SQL 之 查询操作重复记录
有时,我们的数据表中会存在一些冗余数据,这就要求我们查询并操作这些冗余数据。
一、查询表中重复记录
例如,查找重复记录是根据单个字段(peopleId)来判断
SELECT * FROM Tpeople WHERE peopleId IN ( SELECT peopleId FROM Tpeople GROUP BY peopleId HAVING COUNT(peopleId) > 1)
二、删除表中多余的重复记录
例如,重复记录是根据单个字段(peopleId)来判断,只保留最先增加的记录,下面是保留ID最小的记录
DELETE FROM Tpeople WHERE peopleName IN ( SELECT peopleName FROM Tpeople GROUP BY peopleName HAVING COUNT(peopleName)>1) AND peopleId NOT IN ( SELECT MIN(peopleId) FROM Tpeople GROUP BY peopleName HAVING COUNT(peopleName)>1)
三、查找表中多余的重复记录(多个字段)
A,DB2中可以如下查询
SELECT * FROM vitae TA WHERE (TA.peopleId, TA.seq) IN ( SELECT peopleId,seq FROM vitae TB GROUP BY peopleId,seq HAVING COUNT(*) > 1)
B,SQLServer如下查询
SELECT * FROM vitae TA WHERE EXISTS ( SELECT * FROM vitae TB WHERE TB.peopleId=TA.peopleId AND TB.seq =TA.seq GROUP BY peopleId,seq HAVING COUNT(1) > 1)

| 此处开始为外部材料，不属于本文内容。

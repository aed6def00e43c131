//! Domain Models
//!
//! Persisted records for users, conversation threads, messages, reactions,
//! per-user settings and the chat audit log.

use chrono::{DateTime, Utc};
use serde::{Deserialize, Serialize};
use uuid::Uuid;

use crate::error::AssistantError;
use crate::message::{Message, Role};

/// Title given to threads created without an initial message
pub const DEFAULT_THREAD_TITLE: &str = "New Conversation";

/// Title of the per-user thread that receives in-app alert notifications
pub const ALERTS_THREAD_TITLE: &str = "Price Alerts";

const TITLE_PREVIEW_CHARS: usize = 30;

/// Derive a thread title from the first message of a conversation
pub fn thread_title(initial_message: &str) -> String {
    let trimmed = initial_message.trim();
    if trimmed.is_empty() {
        return DEFAULT_THREAD_TITLE.into();
    }

    let preview: String = trimmed.chars().take(TITLE_PREVIEW_CHARS).collect();
    if trimmed.chars().count() > TITLE_PREVIEW_CHARS {
        format!("{preview}...")
    } else {
        preview
    }
}

/// An end user, as identified by the external auth provider
#[derive(Clone, Debug, PartialEq, Eq, Serialize, Deserialize)]
pub struct User {
    pub id: String,
    pub email: Option<String>,
    pub name: Option<String>,
    pub created_at: DateTime<Utc>,
}

impl User {
    pub fn new(id: impl Into<String>) -> Self {
        Self {
            id: id.into(),
            email: None,
            name: None,
            created_at: Utc::now(),
        }
    }

    pub fn with_email(mut self, email: impl Into<String>) -> Self {
        self.email = Some(email.into());
        self
    }
}

/// A conversation container
#[derive(Clone, Debug, PartialEq, Eq, Serialize, Deserialize)]
pub struct Thread {
    pub id: Uuid,
    pub user_id: String,
    pub title: String,
    pub created_at: DateTime<Utc>,
    pub updated_at: DateTime<Utc>,
}

impl Thread {
    pub fn new(user_id: impl Into<String>, title: impl Into<String>) -> Self {
        let now = Utc::now();
        Self {
            id: Uuid::new_v4(),
            user_id: user_id.into(),
            title: title.into(),
            created_at: now,
            updated_at: now,
        }
    }
}

/// Category tag of a stored message
#[derive(Clone, Copy, Debug, Default, PartialEq, Eq, Serialize, Deserialize)]
#[serde(rename_all = "lowercase")]
pub enum MessageCategory {
    #[default]
    General,
    Analysis,
    Advice,
    Alert,
}

impl MessageCategory {
    pub fn as_str(&self) -> &'static str {
        match self {
            MessageCategory::General => "general",
            MessageCategory::Analysis => "analysis",
            MessageCategory::Advice => "advice",
            MessageCategory::Alert => "alert",
        }
    }
}

impl std::str::FromStr for MessageCategory {
    type Err = AssistantError;

    fn from_str(s: &str) -> Result<Self, Self::Err> {
        match s {
            "general" => Ok(MessageCategory::General),
            "analysis" => Ok(MessageCategory::Analysis),
            "advice" => Ok(MessageCategory::Advice),
            "alert" => Ok(MessageCategory::Alert),
            other => Err(AssistantError::Validation(format!("Invalid category '{other}'"))),
        }
    }
}

/// An emoji tag applied by a user to a message
#[derive(Clone, Debug, PartialEq, Eq, Serialize, Deserialize)]
pub struct Reaction {
    pub id: Uuid,
    pub message_id: Uuid,
    pub user_id: String,
    pub emoji: String,
    pub created_at: DateTime<Utc>,
}

/// A single persisted turn in a thread
///
/// `user_id` is the acting principal, which is the end user even for
/// assistant-authored messages.
#[derive(Clone, Debug, PartialEq, Serialize, Deserialize)]
pub struct ThreadMessage {
    pub id: Uuid,
    pub thread_id: Uuid,
    pub user_id: String,
    pub role: Role,
    pub content: String,
    #[serde(skip_serializing_if = "Option::is_none")]
    pub image: Option<String>,
    pub category: MessageCategory,
    pub created_at: DateTime<Utc>,
    #[serde(default)]
    pub reactions: Vec<Reaction>,
}

impl ThreadMessage {
    /// Provider-facing view of this message
    pub fn to_message(&self) -> Message {
        Message {
            role: self.role,
            content: self.content.clone(),
            image: self.image.clone(),
            timestamp: self.created_at,
        }
    }
}

/// Insert payload for a message
#[derive(Clone, Debug, PartialEq, Eq)]
pub struct NewMessage {
    pub thread_id: Uuid,
    pub user_id: String,
    pub role: Role,
    pub content: String,
    pub image: Option<String>,
    pub category: MessageCategory,
}

impl NewMessage {
    pub fn new(
        thread_id: Uuid,
        user_id: impl Into<String>,
        role: Role,
        content: impl Into<String>,
    ) -> Self {
        Self {
            thread_id,
            user_id: user_id.into(),
            role,
            content: content.into(),
            image: None,
            category: MessageCategory::General,
        }
    }

    pub fn user(thread_id: Uuid, user_id: impl Into<String>, content: impl Into<String>) -> Self {
        Self::new(thread_id, user_id, Role::User, content)
    }

    pub fn assistant(
        thread_id: Uuid,
        user_id: impl Into<String>,
        content: impl Into<String>,
    ) -> Self {
        Self::new(thread_id, user_id, Role::Assistant, content)
    }

    pub fn with_image(mut self, image: Option<String>) -> Self {
        self.image = image;
        self
    }

    pub fn with_category(mut self, category: MessageCategory) -> Self {
        self.category = category;
        self
    }

    /// Materialize the record with a fresh id and timestamp
    pub fn into_record(self) -> ThreadMessage {
        ThreadMessage {
            id: Uuid::new_v4(),
            thread_id: self.thread_id,
            user_id: self.user_id,
            role: self.role,
            content: self.content,
            image: self.image,
            category: self.category,
            created_at: Utc::now(),
            reactions: Vec::new(),
        }
    }
}

/// Language-model backend selected in user settings
#[derive(Clone, Copy, Debug, Default, PartialEq, Eq, Serialize, Deserialize)]
#[serde(rename_all = "lowercase")]
pub enum ProviderKind {
    /// Hosted OpenAI API
    #[default]
    OpenAi,
    /// Self-hosted Ollama server
    Ollama,
}

impl ProviderKind {
    pub fn as_str(&self) -> &'static str {
        match self {
            ProviderKind::OpenAi => "openai",
            ProviderKind::Ollama => "ollama",
        }
    }
}

impl std::str::FromStr for ProviderKind {
    type Err = AssistantError;

    fn from_str(s: &str) -> Result<Self, Self::Err> {
        match s.to_lowercase().as_str() {
            "openai" => Ok(ProviderKind::OpenAi),
            "ollama" => Ok(ProviderKind::Ollama),
            other => Err(AssistantError::ProviderConfig(format!(
                "Unsupported AI provider: {other}"
            ))),
        }
    }
}

/// Per-user credentials and model selection
#[derive(Clone, Debug, Default, PartialEq, Eq, Serialize, Deserialize)]
#[serde(rename_all = "camelCase")]
pub struct UserSettings {
    pub user_id: String,
    pub ai_provider: ProviderKind,
    pub openai_api_key: Option<String>,
    pub openai_organization: Option<String>,
    pub openai_project_id: Option<String>,
    pub openai_model: Option<String>,
    pub ollama_endpoint: Option<String>,
    pub ollama_model: Option<String>,
    pub trading_view_api_key: Option<String>,
    pub telegram_bot_token: Option<String>,
    pub telegram_chat_id: Option<i64>,
}

impl UserSettings {
    pub fn new(user_id: impl Into<String>) -> Self {
        Self {
            user_id: user_id.into(),
            ..Default::default()
        }
    }

    /// Merge a partial update. Empty strings clear a value.
    pub fn apply(&mut self, update: &SettingsUpdate) {
        fn merge(slot: &mut Option<String>, value: Option<&String>) {
            if let Some(value) = value {
                let value = value.trim();
                *slot = (!value.is_empty()).then(|| value.to_string());
            }
        }

        if let Some(provider) = update.ai_provider {
            self.ai_provider = provider;
        }
        merge(&mut self.openai_api_key, update.openai_api_key.as_ref());
        merge(&mut self.openai_organization, update.openai_organization.as_ref());
        merge(&mut self.openai_project_id, update.openai_project_id.as_ref());
        merge(&mut self.openai_model, update.openai_model.as_ref());
        merge(&mut self.ollama_endpoint, update.ollama_endpoint.as_ref());
        merge(&mut self.ollama_model, update.ollama_model.as_ref());
        merge(&mut self.trading_view_api_key, update.trading_view_api_key.as_ref());
        merge(&mut self.telegram_bot_token, update.telegram_bot_token.as_ref());
        if let Some(chat_id) = update.telegram_chat_id {
            self.telegram_chat_id = Some(chat_id);
        }
    }

    /// Every stored value as an update, for replaying onto a fresh service
    pub fn to_update(&self) -> SettingsUpdate {
        SettingsUpdate {
            ai_provider: Some(self.ai_provider),
            openai_api_key: self.openai_api_key.clone(),
            openai_organization: self.openai_organization.clone(),
            openai_project_id: self.openai_project_id.clone(),
            openai_model: self.openai_model.clone(),
            ollama_endpoint: self.ollama_endpoint.clone(),
            ollama_model: self.ollama_model.clone(),
            trading_view_api_key: self.trading_view_api_key.clone(),
            telegram_bot_token: self.telegram_bot_token.clone(),
            telegram_chat_id: self.telegram_chat_id,
        }
    }

    /// Copy with every secret reduced to its last four characters
    pub fn masked(&self) -> Self {
        fn mask(secret: Option<&String>) -> Option<String> {
            secret.map(|s| {
                let skip = s.chars().count().saturating_sub(4);
                let tail: String = s.chars().skip(skip).collect();
                format!("****{tail}")
            })
        }

        Self {
            openai_api_key: mask(self.openai_api_key.as_ref()),
            trading_view_api_key: mask(self.trading_view_api_key.as_ref()),
            telegram_bot_token: mask(self.telegram_bot_token.as_ref()),
            ..self.clone()
        }
    }
}

/// Partial settings update
///
/// Unknown keys are rejected during deserialization.
#[derive(Clone, Debug, Default, PartialEq, Eq, Serialize, Deserialize)]
#[serde(rename_all = "camelCase", deny_unknown_fields)]
pub struct SettingsUpdate {
    #[serde(default)]
    pub ai_provider: Option<ProviderKind>,
    #[serde(default)]
    pub openai_api_key: Option<String>,
    #[serde(default)]
    pub openai_organization: Option<String>,
    #[serde(default)]
    pub openai_project_id: Option<String>,
    #[serde(default)]
    pub openai_model: Option<String>,
    #[serde(default)]
    pub ollama_endpoint: Option<String>,
    #[serde(default)]
    pub ollama_model: Option<String>,
    #[serde(default)]
    pub trading_view_api_key: Option<String>,
    #[serde(default)]
    pub telegram_bot_token: Option<String>,
    #[serde(default)]
    pub telegram_chat_id: Option<i64>,
}

/// Audit record of one request/response exchange
#[derive(Clone, Debug, PartialEq, Eq, Serialize, Deserialize)]
pub struct ChatLog {
    pub id: Uuid,
    pub user_id: String,
    pub input: String,
    pub output: String,
    pub model: String,
    pub created_at: DateTime<Utc>,
}

impl ChatLog {
    pub fn new(
        user_id: impl Into<String>,
        input: impl Into<String>,
        output: impl Into<String>,
        model: impl Into<String>,
    ) -> Self {
        Self {
            id: Uuid::new_v4(),
            user_id: user_id.into(),
            input: input.into(),
            output: output.into(),
            model: model.into(),
            created_at: Utc::now(),
        }
    }
}

#[cfg(test)]
mod tests {
    use super::*;

    #[test]
    fn test_thread_title() {
        assert_eq!(thread_title(""), DEFAULT_THREAD_TITLE);
        assert_eq!(thread_title("What is Bitcoin's trend?"), "What is Bitcoin's trend?");
        assert_eq!(
            thread_title("Explain the relative strength index in detail please"),
            "Explain the relative strength ..."
        );
    }

    #[test]
    fn test_settings_apply_and_clear() {
        let mut settings = UserSettings::new("u1");
        settings.apply(&SettingsUpdate {
            openai_api_key: Some("sk-user".into()),
            openai_model: Some("gpt-4o-mini".into()),
            ..Default::default()
        });
        assert_eq!(settings.openai_api_key.as_deref(), Some("sk-user"));

        settings.apply(&SettingsUpdate {
            openai_api_key: Some(String::new()),
            ..Default::default()
        });
        assert!(settings.openai_api_key.is_none());
        assert_eq!(settings.openai_model.as_deref(), Some("gpt-4o-mini"));
    }

    #[test]
    fn test_settings_update_rejects_unknown_keys() {
        let result: Result<SettingsUpdate, _> =
            serde_json::from_str(r#"{"openaiApiKey":"k","twitterToken":"x"}"#);
        assert!(result.is_err());
    }

    #[test]
    fn test_to_update_replays_every_field() {
        let mut settings = UserSettings::new("u1");
        settings.apply(&SettingsUpdate {
            ai_provider: Some(ProviderKind::Ollama),
            openai_api_key: Some("sk-user".into()),
            ollama_endpoint: Some("http://gpu-box:11434".into()),
            telegram_chat_id: Some(42),
            ..Default::default()
        });

        let mut replayed = UserSettings::new("u1");
        replayed.apply(&settings.to_update());

        assert_eq!(replayed, settings);
    }

    #[test]
    fn test_masked_settings() {
        let mut settings = UserSettings::new("u1");
        settings.openai_api_key = Some("sk-abcdef1234".into());
        assert_eq!(settings.masked().openai_api_key.as_deref(), Some("****1234"));
    }
}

四、删除表中多余的重复记录(多个字段),只留有最先插入的记录
A,DB2中可以如下删除
DELETE FROM vitae TA WHERE (TA.peopleId,TA.seq) IN (SELECT peopleId,seq FROM vitae TB GROUP BY peopleId,seq HAVING COUNT(1) > 1) AND rowid NOT IN ( SELECT MIN(rowid) FROM vitae TC GROUP BY peopleId,seq HAVING COUNT(1)>1)
B,SQLServer中如下删除
DELETE FROM vitae TA WHERE EXISTS ( SELECT * FROM vitae TB WHERE TB.peopleId=TA.peopleId AND TB.seq =TA.seq GROUP BY peopleId,seq HAVING COUNT(1) > 1) AND rowid NOT IN ( SELECT MIN(rowid) FROM vitae TC GROUP BY peopleId,seq HAVING COUNT(1)>1)